Print word for word the first line of the records below and every following line through the one containing "use crate::group::GroupRef;"; print nothing else.

[Start of section]

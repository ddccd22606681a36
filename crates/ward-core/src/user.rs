// SPDX-License-Identifier: PolyForm-Noncommercial-1.0.0
// Copyright (c) 2025 Sylvex. All rights reserved.

//! Users and their group memberships.

use crate::group::GroupRef;
use crate::permission::{PermissionEntry, PermissionSet};
use crate::variables::VariableStore;

/// A secondary group membership, optionally time limited.
#[derive(Debug, Clone, PartialEq, Eq)]
pub struct SubGroup {
    /// The referenced group.
    pub group: GroupRef,
    /// Expiry in epoch milliseconds, if any.
    pub expires_at: Option<i64>,
}

impl SubGroup {
    /// Creates a permanent membership.
    pub fn new(group: GroupRef) -> Self {
        Self {
            group,
            expires_at: None,
        }
    }

    /// Creates a membership that ends at `expires_at`.
    pub fn timed(group: GroupRef, expires_at: i64) -> Self {
        Self {
            group,
            expires_at: Some(expires_at),
        }
    }

    /// Returns `true` once the expiry has been reached.
    pub fn is_expired(&self, now: i64) -> bool {
        self.expires_at.is_some_and(|t| t <= now)
    }
}

/// A user of one scope.
#[derive(Debug, Clone, PartialEq)]
pub struct User {
    id: String,
    /// Last display name the host reported for this user.
    pub last_name: String,
    /// The user's own permissions, in priority order.
    pub permissions: PermissionSet,
    /// User metadata.
    pub variables: VariableStore,
    primary_group: Option<GroupRef>,
    sub_groups: Vec<SubGroup>,
}

impl User {
    /// Creates a user with no data; the display name starts as the id.
    pub fn new(id: impl Into<String>) -> Self {
        let id = id.into();
        Self {
            last_name: id.clone(),
            id,
            permissions: PermissionSet::new(),
            variables: VariableStore::new(),
            primary_group: None,
            sub_groups: Vec::new(),
        }
    }

    /// Returns the stable identity.
    pub fn id(&self) -> &str {
        &self.id
    }

    /// Returns the lowercase lookup key.
    pub fn key(&self) -> String {
        self.id.to_ascii_lowercase()
    }

    /// Returns the explicit primary group, if one is set.
    ///
    /// `None` means the scope's default group applies.
    pub fn primary_group(&self) -> Option<&GroupRef> {
        self.primary_group.as_ref()
    }

    /// Sets or clears the explicit primary group.
    pub fn set_primary_group(&mut self, group: Option<GroupRef>) {
        self.primary_group = group;
    }

    /// Returns the sub-groups in the order they were added.
    pub fn sub_groups(&self) -> &[SubGroup] {
        &self.sub_groups
    }

    /// Adds a sub-group, replacing the expiry of an existing membership.
    ///
    /// Returns `true` if anything changed.
    pub fn add_sub_group(&mut self, sub: SubGroup) -> bool {
        if let Some(existing) = self
            .sub_groups
            .iter_mut()
            .find(|s| s.group.same_as(&sub.group))
        {
            if existing.expires_at == sub.expires_at {
                return false;
            }
            existing.expires_at = sub.expires_at;
            return true;
        }
        self.sub_groups.push(sub);
        true
    }

    /// Removes a sub-group membership. Returns `true` if it existed.
    pub fn remove_sub_group(&mut self, group: &GroupRef) -> bool {
        let before = self.sub_groups.len();
        self.sub_groups.retain(|s| !s.group.same_as(group));
        self.sub_groups.len() != before
    }

    /// Iterates over sub-groups that are not expired at `now`.
    pub fn active_sub_groups(&self, now: i64) -> impl Iterator<Item = &SubGroup> {
        self.sub_groups.iter().filter(move |s| !s.is_expired(now))
    }

    /// Adds a permission entry. Returns `true` if the set changed.
    pub fn add_permission(&mut self, entry: PermissionEntry) -> bool {
        self.permissions.add(entry)
    }

    /// Drops expired permissions and sub-groups.
    ///
    /// Returns `true` if anything was removed.
    pub fn purge_expired(&mut self, now: i64) -> bool {
        let permissions = self.permissions.purge_expired(now);
        let before = self.sub_groups.len();
        self.sub_groups.retain(|s| !s.is_expired(now));
        permissions || self.sub_groups.len() != before
    }

    /// Returns `true` if the user carries nothing beyond default membership.
    ///
    /// `default_group` is the scope's default group name.
    pub fn is_sparse(&self, default_group: &str) -> bool {
        let primary_is_default = match &self.primary_group {
            None => true,
            Some(GroupRef::Local(name)) => name.eq_ignore_ascii_case(default_group),
            Some(GroupRef::Global(_)) => false,
        };
        primary_is_default
            && self.permissions.is_empty()
            && self.variables.is_empty()
            && self.sub_groups.is_empty()
    }
}

// =============================================================================
// Tests
// =============================================================================

#[cfg(test)]
mod tests {
    use super::*;

    #[test]
    fn test_sub_groups_keep_order_and_update_expiry() {
        let mut user = User::new("Steve");
        assert!(user.add_sub_group(SubGroup::new(GroupRef::local("b"))));
        assert!(user.add_sub_group(SubGroup::timed(GroupRef::local("a"), 50)));
        assert!(user.add_sub_group(SubGroup::timed(GroupRef::local("B"), 10)));
        assert!(!user.add_sub_group(SubGroup::timed(GroupRef::local("b"), 10)));

        let names: Vec<&str> = user.sub_groups().iter().map(|s| s.group.name()).collect();
        assert_eq!(names, vec!["b", "a"]);
        assert_eq!(user.active_sub_groups(20).count(), 1);
    }

    #[test]
    fn test_purge_expired() {
        let mut user = User::new("Steve");
        user.add_sub_group(SubGroup::timed(GroupRef::local("vip"), 100));
        user.add_permission(PermissionEntry::with_expiry("fly", Some(100)));

        assert!(!user.purge_expired(50));
        assert!(user.purge_expired(100));
        assert!(user.sub_groups().is_empty());
        assert!(user.permissions.is_empty());
        assert!(!user.purge_expired(200));
    }

    #[test]
    fn test_is_sparse() {
        let mut user = User::new("Steve");
        assert!(user.is_sparse("Default"));
        user.set_primary_group(Some(GroupRef::local("default")));
        assert!(user.is_sparse("Default"));
        user.set_primary_group(Some(GroupRef::local("Admin")));
        assert!(!user.is_sparse("Default"));
        user.set_primary_group(None);
        user.add_permission(PermissionEntry::parse("fly"));
        assert!(!user.is_sparse("Default"));
    }
}
impl ScopeRegistryBuilder {
    /// Creates a builder with the stock scope names.
    pub fn new(source: YamlSource) -> Self {
        Self {
            source,
            global: None,
            default_scope: ward_config::schema::DEFAULT_SCOPE.to_string(),
            catch_all: ward_config::schema::DEFAULT_CATCH_ALL_SCOPE.to_string(),
            mirrors: Vec::new(),
            host: None,
            notifier: None,
        }
    }

    /// Creates a builder from a loaded configuration.
    ///
    /// The host reports `scopes.active`; changes are logged.
    pub fn from_config(config: &WardConfig) -> RegistryResult<Self> {
        let source = YamlSource::new(
            config.data.scopes_path(),
            config.data.backup_path(),
            config.data.global_groups_path(),
        );
        let mut mirrors = Vec::new();
        for (scope, spec) in &config.mirrors {
            let entries = spec
                .entries(scope)
                .map_err(|e| RegistryError::UnknownMirrorFormat {
                    scope: scope.clone(),
                    message: e.to_string(),
                })?;
            mirrors.extend(entries);
        }
        Ok(Self::new(source)
            .default_scope(&config.scopes.default)
            .catch_all(&config.scopes.catch_all)
            .mirrors(mirrors)
            .host(Arc::new(StaticHost::new(config.scopes.active.clone())))
            .notifier(Arc::new(LoggingNotifier)))
    }

    /// Sets the default scope name.
    pub fn default_scope(mut self, name: impl Into<String>) -> Self {
        self.default_scope = name.into();
        self
    }

    /// Sets the catch-all scope name.
    pub fn catch_all(mut self, name: impl Into<String>) -> Self {
        self.catch_all = name.into();
        self
    }

    /// Sets the mirror entries.
    pub fn mirrors(mut self, mirrors: Vec<MirrorEntry>) -> Self {
        self.mirrors = mirrors;
        self
    }

    /// Shares an existing global group registry.
    pub fn global(mut self, global: Arc<GlobalGroups>) -> Self {
        self.global = Some(global);
        self
    }

    /// Sets the host.
    pub fn host(mut self, host: Arc<dyn ScopeHost>) -> Self {
        self.host = Some(host);
        self
    }

    /// Sets the notifier.
    pub fn notifier(mut self, notifier: Arc<dyn PermissionNotifier>) -> Self {
        self.notifier = Some(notifier);
        self
    }

    /// Builds the registry. Nothing is loaded until [`ScopeRegistry::reset`].
    ///
    /// # Errors
    ///
    /// Returns [`RegistryError::NoDefaultScope`] if the default scope name
    /// is empty.
    pub fn build(self) -> RegistryResult<ScopeRegistry> {
        let default_scope = self.default_scope.trim().to_lowercase();
        if default_scope.is_empty() {
            return Err(RegistryError::NoDefaultScope);
        }
        Ok(ScopeRegistry {
            source: self.source,
            global: self.global.unwrap_or_default(),
            state: RwLock::new(RegistryState::default()),
            loaded: AtomicBool::new(false),
            default_scope,
            catch_all: self.catch_all.trim().to_lowercase(),
            mirror_entries: self.mirrors,
            host: self
                .host
                .unwrap_or_else(|| Arc::new(StaticHost::new(Vec::<String>::new()))),
            notifier: self.notifier.unwrap_or_else(|| Arc::new(LoggingNotifier)),
        })
    }
}

// =============================================================================
// Tests
// =============================================================================
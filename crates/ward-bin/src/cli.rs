// SPDX-License-Identifier: PolyForm-Noncommercial-1.0.0
// Copyright (c) 2025 Sylvex. All rights reserved.

//! CLI argument parsing and command definitions.
//!
//! - `validate`: load the configuration and every scope, report problems
//! - `check`: show a user's effective permissions in a scope
//! - `sync`: run one save pass
//! - `purge`: drop expired entries, then save
//! - `version`: show version information

use std::path::PathBuf;

use clap::{Args, Parser, Subcommand};

// =============================================================================
// Main CLI Structure
// =============================================================================

/// ward - per-scope hierarchical permission store
///
/// Operates on a ward data tree: group and user documents per scope plus
/// the global groups document.
#[derive(Parser, Debug)]
#[command(
    name = "ward",
    author = "Sylvex <contact@sylvex.io>",
    version = ward_core::VERSION,
    about = "Per-scope hierarchical permission store",
    long_about = None,
    propagate_version = true
)]
pub struct Cli {
    /// Configuration file path
    #[arg(
        short,
        long,
        default_value = "ward.yaml",
        env = "WARD_CONFIG",
        global = true
    )]
    pub config: PathBuf,

    /// Log level (trace, debug, info, warn, error)
    #[arg(short, long, env = "WARD_LOG_LEVEL", global = true)]
    pub log_level: Option<String>,

    /// Log format (text, json, compact)
    #[arg(long, env = "WARD_LOG_FORMAT", global = true)]
    pub log_format: Option<LogFormat>,

    /// Enable quiet mode (minimal output)
    #[arg(short, long, global = true)]
    pub quiet: bool,

    /// Enable verbose output
    #[arg(short, long, global = true)]
    pub verbose: bool,

    /// Subcommand to execute
    #[command(subcommand)]
    pub command: Commands,
}

// =============================================================================
// Subcommands
// =============================================================================

/// Available subcommands.
#[derive(Subcommand, Debug, Clone)]
pub enum Commands {
    /// Validate the configuration and the data tree
    ///
    /// Loads every scope the way a running process would and reports the
    /// scopes, their mirrors and any load warnings.
    Validate(ValidateArgs),

    /// Show a user's effective permissions
    ///
    /// With a permission argument, exits non-zero when it is not granted.
    Check(CheckArgs),

    /// Run one save pass
    ///
    /// Writes changed tables and reloads tables whose files are newer.
    Sync(SyncArgs),

    /// Remove expired permissions and sub-groups, then save
    Purge(SyncArgs),

    /// Show detailed version information
    Version,
}

// =============================================================================
// Command Arguments
// =============================================================================

/// Arguments for the `validate` command.
#[derive(Args, Debug, Clone, Default)]
pub struct ValidateArgs {
    /// Output format for validation results
    #[arg(short, long, default_value = "text")]
    pub format: OutputFormat,

    /// Strict mode: treat warnings as errors
    #[arg(long)]
    pub strict: bool,
}

/// Arguments for the `check` command.
#[derive(Args, Debug, Clone)]
pub struct CheckArgs {
    /// Scope name; unknown scopes fall back like lookups do
    pub scope: String,

    /// User id
    pub user: String,

    /// Permission to test
    pub permission: Option<String>,

    /// Output format
    #[arg(short, long, default_value = "text")]
    pub format: OutputFormat,
}

/// Arguments for the `sync` and `purge` commands.
#[derive(Args, Debug, Clone, Default)]
pub struct SyncArgs {
    /// Overwrite files that are newer than the loaded data
    #[arg(long)]
    pub force: bool,
}

// =============================================================================
// Enums
// =============================================================================

/// Log output format.
#[derive(Debug, Clone, Copy, Default, PartialEq, Eq, clap::ValueEnum)]
pub enum LogFormat {
    /// Human-readable text format
    #[default]
    Text,
    /// JSON format for structured logging
    Json,
    /// Compact format for minimal output
    Compact,
}

impl From<ward_config::LogFormat> for LogFormat {
    fn from(format: ward_config::LogFormat) -> Self {
        match format {
            ward_config::LogFormat::Text => LogFormat::Text,
            ward_config::LogFormat::Json => LogFormat::Json,
            ward_config::LogFormat::Compact => LogFormat::Compact,
        }
    }
}

/// Output format for command results.
#[derive(Debug, Clone, Copy, Default, PartialEq, Eq, clap::ValueEnum)]
pub enum OutputFormat {
    /// Human-readable text format
    #[default]
    Text,
    /// JSON format for programmatic parsing
    Json,
}

// =============================================================================
// Helper Methods
// =============================================================================

impl Cli {
    /// Parse CLI arguments from the command line.
    pub fn parse_args() -> Self {
        Self::parse()
    }

    /// Returns the log level: flags first, then the explicit level, then
    /// `fallback` (usually the configured level).
    pub fn effective_log_level<'a>(&'a self, fallback: &'a str) -> &'a str {
        if self.quiet {
            "warn"
        } else if self.verbose {
            "debug"
        } else {
            self.log_level.as_deref().unwrap_or(fallback)
        }
    }
}

// =============================================================================
// Tests
// =============================================================================
// SPDX-License-Identifier: PolyForm-Noncommercial-1.0.0
// Copyright (c) 2025 Sylvex. All rights reserved.

//! Groups and group references.
//!
//! A group is referenced by name, never by pointer: inheritance lists, user
//! primary groups and sub-groups all hold a [`GroupRef`] that is looked up
//! each time it is needed. Renaming or deleting a group can therefore only
//! leave a dangling name behind, which resolution reports as a diagnostic.

use std::fmt;

use serde::{Deserialize, Serialize};

use crate::permission::{PermissionEntry, PermissionSet};
use crate::variables::VariableStore;

/// Prefix that marks a reference into the global group namespace.
pub const GLOBAL_PREFIX: &str = "g:";

// =============================================================================
// GroupRef
// =============================================================================

/// A reference to a group by name.
#[derive(Debug, Clone, PartialEq, Eq, Hash, Serialize, Deserialize)]
pub enum GroupRef {
    /// A group in the same scope. Lookup falls back to the global namespace
    /// when the scope has no group of that name.
    Local(String),
    /// A group in the global namespace only.
    Global(String),
}

impl GroupRef {
    /// Parses a reference, recognising the `g:` prefix case-insensitively.
    pub fn parse(text: &str) -> Self {
        let text = text.trim();
        if text.len() >= GLOBAL_PREFIX.len()
            && text.is_char_boundary(GLOBAL_PREFIX.len())
            && text[..GLOBAL_PREFIX.len()].eq_ignore_ascii_case(GLOBAL_PREFIX)
        {
            GroupRef::Global(text[GLOBAL_PREFIX.len()..].to_string())
        } else {
            GroupRef::Local(text.to_string())
        }
    }

    /// Creates a local reference.
    pub fn local(name: impl Into<String>) -> Self {
        GroupRef::Local(name.into())
    }

    /// Creates a global reference. A leading `g:` is stripped.
    pub fn global(name: impl Into<String>) -> Self {
        match GroupRef::parse(&name.into()) {
            GroupRef::Local(n) | GroupRef::Global(n) => GroupRef::Global(n),
        }
    }

    /// Returns the group name without any prefix.
    pub fn name(&self) -> &str {
        match self {
            GroupRef::Local(n) | GroupRef::Global(n) => n,
        }
    }

    /// Returns `true` for global references.
    pub fn is_global(&self) -> bool {
        matches!(self, GroupRef::Global(_))
    }

    /// Returns the persisted form (`name` or `g:name`).
    pub fn to_document(&self) -> String {
        match self {
            GroupRef::Local(n) => n.clone(),
            GroupRef::Global(n) => format!("{}{}", GLOBAL_PREFIX, n),
        }
    }

    /// Case-insensitive comparison of kind and name.
    pub fn same_as(&self, other: &GroupRef) -> bool {
        self.is_global() == other.is_global() && self.name().eq_ignore_ascii_case(other.name())
    }
}

impl fmt::Display for GroupRef {
    fn fmt(&self, f: &mut fmt::Formatter<'_>) -> fmt::Result {
        f.write_str(&self.to_document())
    }
}

impl From<&str> for GroupRef {
    fn from(s: &str) -> Self {
        GroupRef::parse(s)
    }
}

// =============================================================================
// Group
// =============================================================================

/// A named group.
#[derive(Debug, Clone, PartialEq)]
pub struct Group {
    name: String,
    /// Permissions granted or denied by this group, in priority order.
    pub permissions: PermissionSet,
    /// Metadata such as prefix, suffix and build flag.
    pub variables: VariableStore,
    inherits: Vec<GroupRef>,
}

impl Group {
    /// Creates a group with the default variables and no permissions.
    pub fn new(name: impl Into<String>) -> Self {
        Self {
            name: name.into(),
            permissions: PermissionSet::new(),
            variables: VariableStore::group_defaults(),
            inherits: Vec::new(),
        }
    }

    /// Returns the group name as written.
    pub fn name(&self) -> &str {
        &self.name
    }

    /// Returns the lowercase lookup key.
    pub fn key(&self) -> String {
        self.name.to_ascii_lowercase()
    }

    /// Returns the directly inherited groups in declaration order.
    pub fn inherits(&self) -> &[GroupRef] {
        &self.inherits
    }

    /// Adds an inherited group unless it is already listed or is this group.
    ///
    /// Returns `true` if the list changed.
    pub fn add_inherits(&mut self, group: GroupRef) -> bool {
        if !group.is_global() && group.name().eq_ignore_ascii_case(&self.name) {
            return false;
        }
        if self.inherits.iter().any(|g| g.same_as(&group)) {
            return false;
        }
        self.inherits.push(group);
        true
    }

    /// Removes an inherited group. Returns `true` if it was listed.
    pub fn remove_inherits(&mut self, group: &GroupRef) -> bool {
        let before = self.inherits.len();
        self.inherits.retain(|g| !g.same_as(group));
        self.inherits.len() != before
    }

    /// Adds a permission entry. Returns `true` if the set changed.
    pub fn add_permission(&mut self, entry: PermissionEntry) -> bool {
        self.permissions.add(entry)
    }

    /// Drops expired permissions. Returns `true` if anything was removed.
    pub fn purge_expired(&mut self, now: i64) -> bool {
        self.permissions.purge_expired(now)
    }
}

// =============================================================================
// Tests
// =============================================================================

[End of section]

**RESULT OF THE TASK:**
repository ddccd22606681a36
filename crates/ward-core/src/user.rs
// SPDX-License-Identifier: PolyForm-Noncommercial-1.0.0
// Copyright (c) 2025 Sylvex. All rights reserved.

//! Users and their group memberships.

use crate::group::GroupRef;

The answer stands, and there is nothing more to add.